_Task item:_ Please repeat the lines below exactly. Begin with the line containing "repository 34873c7282b4e0a5" and go on through the line containing "recipient, error, ..".
(Task data begins)
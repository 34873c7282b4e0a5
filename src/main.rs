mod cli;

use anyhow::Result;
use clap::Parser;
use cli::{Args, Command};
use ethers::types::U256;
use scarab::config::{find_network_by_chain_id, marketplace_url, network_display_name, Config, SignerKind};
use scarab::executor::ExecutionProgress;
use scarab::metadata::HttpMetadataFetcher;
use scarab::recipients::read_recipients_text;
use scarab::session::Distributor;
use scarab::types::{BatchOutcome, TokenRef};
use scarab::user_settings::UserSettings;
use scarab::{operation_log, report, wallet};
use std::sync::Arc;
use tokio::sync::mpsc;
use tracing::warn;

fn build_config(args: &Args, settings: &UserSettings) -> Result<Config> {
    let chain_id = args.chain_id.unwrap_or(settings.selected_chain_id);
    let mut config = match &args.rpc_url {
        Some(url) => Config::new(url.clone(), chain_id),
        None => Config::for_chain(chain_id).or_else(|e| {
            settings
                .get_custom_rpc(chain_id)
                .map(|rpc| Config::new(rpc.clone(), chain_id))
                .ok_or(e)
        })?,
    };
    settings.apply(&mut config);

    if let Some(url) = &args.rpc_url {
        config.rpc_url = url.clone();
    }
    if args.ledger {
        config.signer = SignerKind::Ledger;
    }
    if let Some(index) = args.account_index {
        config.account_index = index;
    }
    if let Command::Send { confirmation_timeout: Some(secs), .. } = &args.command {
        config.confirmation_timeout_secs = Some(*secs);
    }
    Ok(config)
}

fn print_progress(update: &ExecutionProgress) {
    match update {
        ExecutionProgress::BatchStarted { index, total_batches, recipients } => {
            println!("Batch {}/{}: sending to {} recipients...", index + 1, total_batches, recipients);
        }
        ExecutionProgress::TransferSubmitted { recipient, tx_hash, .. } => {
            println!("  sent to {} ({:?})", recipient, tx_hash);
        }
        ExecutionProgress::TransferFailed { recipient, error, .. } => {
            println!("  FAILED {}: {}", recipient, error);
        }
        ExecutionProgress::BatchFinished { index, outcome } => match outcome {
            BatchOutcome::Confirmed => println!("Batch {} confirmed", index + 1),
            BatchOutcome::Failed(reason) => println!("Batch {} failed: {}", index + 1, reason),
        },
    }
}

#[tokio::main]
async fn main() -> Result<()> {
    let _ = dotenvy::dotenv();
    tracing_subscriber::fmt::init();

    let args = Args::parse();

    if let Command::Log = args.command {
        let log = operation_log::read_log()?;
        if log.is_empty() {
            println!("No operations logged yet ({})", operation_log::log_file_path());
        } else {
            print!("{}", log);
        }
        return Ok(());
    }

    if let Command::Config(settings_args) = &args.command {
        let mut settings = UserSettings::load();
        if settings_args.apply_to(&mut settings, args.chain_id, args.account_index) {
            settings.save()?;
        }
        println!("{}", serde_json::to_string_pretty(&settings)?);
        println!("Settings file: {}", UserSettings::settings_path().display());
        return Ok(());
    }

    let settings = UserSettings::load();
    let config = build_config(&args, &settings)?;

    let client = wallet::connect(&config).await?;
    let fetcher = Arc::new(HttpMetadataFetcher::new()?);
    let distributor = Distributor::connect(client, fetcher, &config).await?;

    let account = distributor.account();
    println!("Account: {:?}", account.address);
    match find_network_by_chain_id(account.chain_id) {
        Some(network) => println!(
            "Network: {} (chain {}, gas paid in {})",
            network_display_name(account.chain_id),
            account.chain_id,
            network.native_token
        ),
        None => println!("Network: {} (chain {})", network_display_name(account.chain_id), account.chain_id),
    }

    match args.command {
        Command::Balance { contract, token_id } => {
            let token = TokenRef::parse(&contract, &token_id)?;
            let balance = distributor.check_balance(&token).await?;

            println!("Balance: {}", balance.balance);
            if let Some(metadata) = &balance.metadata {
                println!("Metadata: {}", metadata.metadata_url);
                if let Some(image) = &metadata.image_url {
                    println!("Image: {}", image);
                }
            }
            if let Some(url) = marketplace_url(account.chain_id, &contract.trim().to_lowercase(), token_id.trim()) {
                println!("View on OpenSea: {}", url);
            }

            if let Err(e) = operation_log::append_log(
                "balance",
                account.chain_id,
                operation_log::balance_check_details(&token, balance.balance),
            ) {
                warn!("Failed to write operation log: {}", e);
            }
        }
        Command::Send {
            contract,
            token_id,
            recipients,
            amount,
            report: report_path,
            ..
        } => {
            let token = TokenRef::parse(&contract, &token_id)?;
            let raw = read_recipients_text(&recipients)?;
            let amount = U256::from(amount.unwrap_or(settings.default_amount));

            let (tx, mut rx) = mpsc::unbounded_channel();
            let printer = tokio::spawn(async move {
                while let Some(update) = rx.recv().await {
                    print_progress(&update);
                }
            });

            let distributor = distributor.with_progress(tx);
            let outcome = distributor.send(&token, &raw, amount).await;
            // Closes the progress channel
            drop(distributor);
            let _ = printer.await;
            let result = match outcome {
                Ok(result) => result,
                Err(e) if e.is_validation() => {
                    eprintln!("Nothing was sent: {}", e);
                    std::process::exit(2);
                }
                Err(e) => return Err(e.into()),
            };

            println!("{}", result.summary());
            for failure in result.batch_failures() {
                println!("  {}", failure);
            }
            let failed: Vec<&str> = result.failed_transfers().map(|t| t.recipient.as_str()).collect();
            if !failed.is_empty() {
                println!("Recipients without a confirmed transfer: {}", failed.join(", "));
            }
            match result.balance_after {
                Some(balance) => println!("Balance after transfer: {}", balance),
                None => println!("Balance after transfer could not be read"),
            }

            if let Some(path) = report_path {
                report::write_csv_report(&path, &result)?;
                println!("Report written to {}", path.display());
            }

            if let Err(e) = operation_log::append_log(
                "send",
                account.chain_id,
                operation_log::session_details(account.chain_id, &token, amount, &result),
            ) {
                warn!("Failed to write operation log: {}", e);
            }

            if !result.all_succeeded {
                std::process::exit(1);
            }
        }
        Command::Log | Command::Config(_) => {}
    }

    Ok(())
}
(Task data ends)
(Task data begins)
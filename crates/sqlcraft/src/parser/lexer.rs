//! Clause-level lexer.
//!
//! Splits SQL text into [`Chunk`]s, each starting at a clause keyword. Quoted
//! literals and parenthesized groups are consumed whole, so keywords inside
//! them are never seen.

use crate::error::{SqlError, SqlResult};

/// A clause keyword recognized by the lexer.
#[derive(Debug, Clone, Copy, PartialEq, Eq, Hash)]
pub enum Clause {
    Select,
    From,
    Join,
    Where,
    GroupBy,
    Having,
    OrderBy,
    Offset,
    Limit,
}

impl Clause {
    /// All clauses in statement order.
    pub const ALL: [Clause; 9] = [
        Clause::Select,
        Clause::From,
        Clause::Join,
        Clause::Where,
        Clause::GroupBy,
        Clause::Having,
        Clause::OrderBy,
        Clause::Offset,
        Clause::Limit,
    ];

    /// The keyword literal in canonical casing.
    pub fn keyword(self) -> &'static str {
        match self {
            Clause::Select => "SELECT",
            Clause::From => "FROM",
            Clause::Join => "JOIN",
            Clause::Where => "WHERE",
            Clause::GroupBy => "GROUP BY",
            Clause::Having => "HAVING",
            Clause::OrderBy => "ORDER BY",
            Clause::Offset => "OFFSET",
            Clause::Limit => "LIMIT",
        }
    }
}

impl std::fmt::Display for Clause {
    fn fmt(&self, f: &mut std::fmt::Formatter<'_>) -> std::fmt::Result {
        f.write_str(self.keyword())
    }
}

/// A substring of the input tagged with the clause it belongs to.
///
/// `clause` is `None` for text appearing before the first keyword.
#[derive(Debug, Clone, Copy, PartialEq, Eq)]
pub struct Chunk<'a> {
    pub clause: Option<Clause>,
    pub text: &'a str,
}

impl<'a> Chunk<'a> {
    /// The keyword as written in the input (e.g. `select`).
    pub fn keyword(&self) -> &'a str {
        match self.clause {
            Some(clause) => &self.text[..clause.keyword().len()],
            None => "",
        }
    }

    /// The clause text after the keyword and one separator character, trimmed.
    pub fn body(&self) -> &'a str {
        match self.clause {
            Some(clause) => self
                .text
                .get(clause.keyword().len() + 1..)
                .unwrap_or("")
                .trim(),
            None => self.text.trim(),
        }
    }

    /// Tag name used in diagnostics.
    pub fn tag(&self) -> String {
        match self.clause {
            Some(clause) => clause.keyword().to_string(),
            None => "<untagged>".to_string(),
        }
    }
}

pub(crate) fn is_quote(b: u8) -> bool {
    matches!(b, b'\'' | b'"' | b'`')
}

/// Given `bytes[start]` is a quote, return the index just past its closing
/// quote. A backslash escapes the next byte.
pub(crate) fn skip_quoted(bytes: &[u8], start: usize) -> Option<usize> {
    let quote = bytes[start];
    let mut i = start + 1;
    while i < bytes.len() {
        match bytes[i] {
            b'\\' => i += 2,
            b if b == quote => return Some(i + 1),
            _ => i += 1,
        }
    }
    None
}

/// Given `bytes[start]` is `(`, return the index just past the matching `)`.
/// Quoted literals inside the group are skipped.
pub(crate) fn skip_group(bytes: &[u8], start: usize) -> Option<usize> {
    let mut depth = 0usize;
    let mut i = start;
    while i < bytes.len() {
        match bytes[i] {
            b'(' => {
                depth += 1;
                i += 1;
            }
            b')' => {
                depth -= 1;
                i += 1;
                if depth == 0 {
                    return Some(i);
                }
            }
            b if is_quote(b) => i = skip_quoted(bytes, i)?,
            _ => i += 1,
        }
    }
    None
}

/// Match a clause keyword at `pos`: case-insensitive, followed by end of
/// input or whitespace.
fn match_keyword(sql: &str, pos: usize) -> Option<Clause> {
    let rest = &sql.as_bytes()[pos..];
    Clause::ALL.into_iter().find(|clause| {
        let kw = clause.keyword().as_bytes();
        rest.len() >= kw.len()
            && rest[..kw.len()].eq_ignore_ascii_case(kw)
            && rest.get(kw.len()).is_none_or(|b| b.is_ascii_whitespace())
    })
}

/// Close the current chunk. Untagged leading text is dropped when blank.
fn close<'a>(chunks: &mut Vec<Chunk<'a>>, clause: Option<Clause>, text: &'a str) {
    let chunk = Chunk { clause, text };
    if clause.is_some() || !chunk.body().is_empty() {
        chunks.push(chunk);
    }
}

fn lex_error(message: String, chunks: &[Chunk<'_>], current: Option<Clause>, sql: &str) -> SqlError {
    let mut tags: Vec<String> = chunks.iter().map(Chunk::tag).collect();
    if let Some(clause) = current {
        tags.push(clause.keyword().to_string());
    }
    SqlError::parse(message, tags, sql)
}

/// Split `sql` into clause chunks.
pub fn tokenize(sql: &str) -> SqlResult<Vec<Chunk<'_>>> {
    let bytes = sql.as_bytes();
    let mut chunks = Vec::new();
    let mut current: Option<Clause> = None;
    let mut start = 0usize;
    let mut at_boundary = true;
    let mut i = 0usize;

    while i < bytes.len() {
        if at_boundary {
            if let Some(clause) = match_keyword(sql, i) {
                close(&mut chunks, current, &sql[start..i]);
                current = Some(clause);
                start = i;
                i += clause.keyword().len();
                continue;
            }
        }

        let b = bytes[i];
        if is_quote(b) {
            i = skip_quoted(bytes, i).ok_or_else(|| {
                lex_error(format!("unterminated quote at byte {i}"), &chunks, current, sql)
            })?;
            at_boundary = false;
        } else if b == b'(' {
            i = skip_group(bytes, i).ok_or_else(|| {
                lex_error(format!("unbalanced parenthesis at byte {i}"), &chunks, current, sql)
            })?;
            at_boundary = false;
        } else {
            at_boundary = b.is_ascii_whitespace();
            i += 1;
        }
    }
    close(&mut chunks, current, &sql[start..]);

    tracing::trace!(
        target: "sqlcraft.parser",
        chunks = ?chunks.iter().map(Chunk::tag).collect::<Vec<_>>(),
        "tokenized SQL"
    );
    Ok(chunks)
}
(Task data ends)
_Your solution:_
repository 34873c7282b4e0a5
filename src/main.rs
mod cli;

use anyhow::Result;
use clap::Parser;
use cli::{Args, Command};
use ethers::types::U256;
use scarab::config::{find_network_by_chain_id, marketplace_url, network_display_name, Config, SignerKind};
use scarab::executor::ExecutionProgress;
use scarab::metadata::HttpMetadataFetcher;
use scarab::recipients::read_recipients_text;
use scarab::session::Distributor;
use scarab::types::{BatchOutcome, TokenRef};
use scarab::user_settings::UserSettings;
use scarab::{operation_log, report, wallet};
use std::sync::Arc;
use tokio::sync::mpsc;
use tracing::warn;

fn build_config(args: &Args, settings: &UserSettings) -> Result<Config> {
    let chain_id = args.chain_id.unwrap_or(settings.selected_chain_id);
    let mut config = match &args.rpc_url {
        Some(url) => Config::new(url.clone(), chain_id),
        None => Config::for_chain(chain_id).or_else(|e| {
            settings
                .get_custom_rpc(chain_id)
                .map(|rpc| Config::new(rpc.clone(), chain_id))
                .ok_or(e)
        })?,
    };
    settings.apply(&mut config);

    if let Some(url) = &args.rpc_url {
        config.rpc_url = url.clone();
    }
    if args.ledger {
        config.signer = SignerKind::Ledger;
    }
    if let Some(index) = args.account_index {
        config.account_index = index;
    }
    if let Command::Send { confirmation_timeout: Some(secs), .. } = &args.command {
        config.confirmation_timeout_secs = Some(*secs);
    }
    Ok(config)
}

fn print_progress(update: &ExecutionProgress) {
    match update {
        ExecutionProgress::BatchStarted { index, total_batches, recipients } => {
            println!("Batch {}/{}: sending to {} recipients...", index + 1, total_batches, recipients);
        }
        ExecutionProgress::TransferSubmitted { recipient, tx_hash, .. } => {
            println!("  sent to {} ({:?})", recipient, tx_hash);
        }
        ExecutionProgress::TransferFailed { recipient, error, .. } => {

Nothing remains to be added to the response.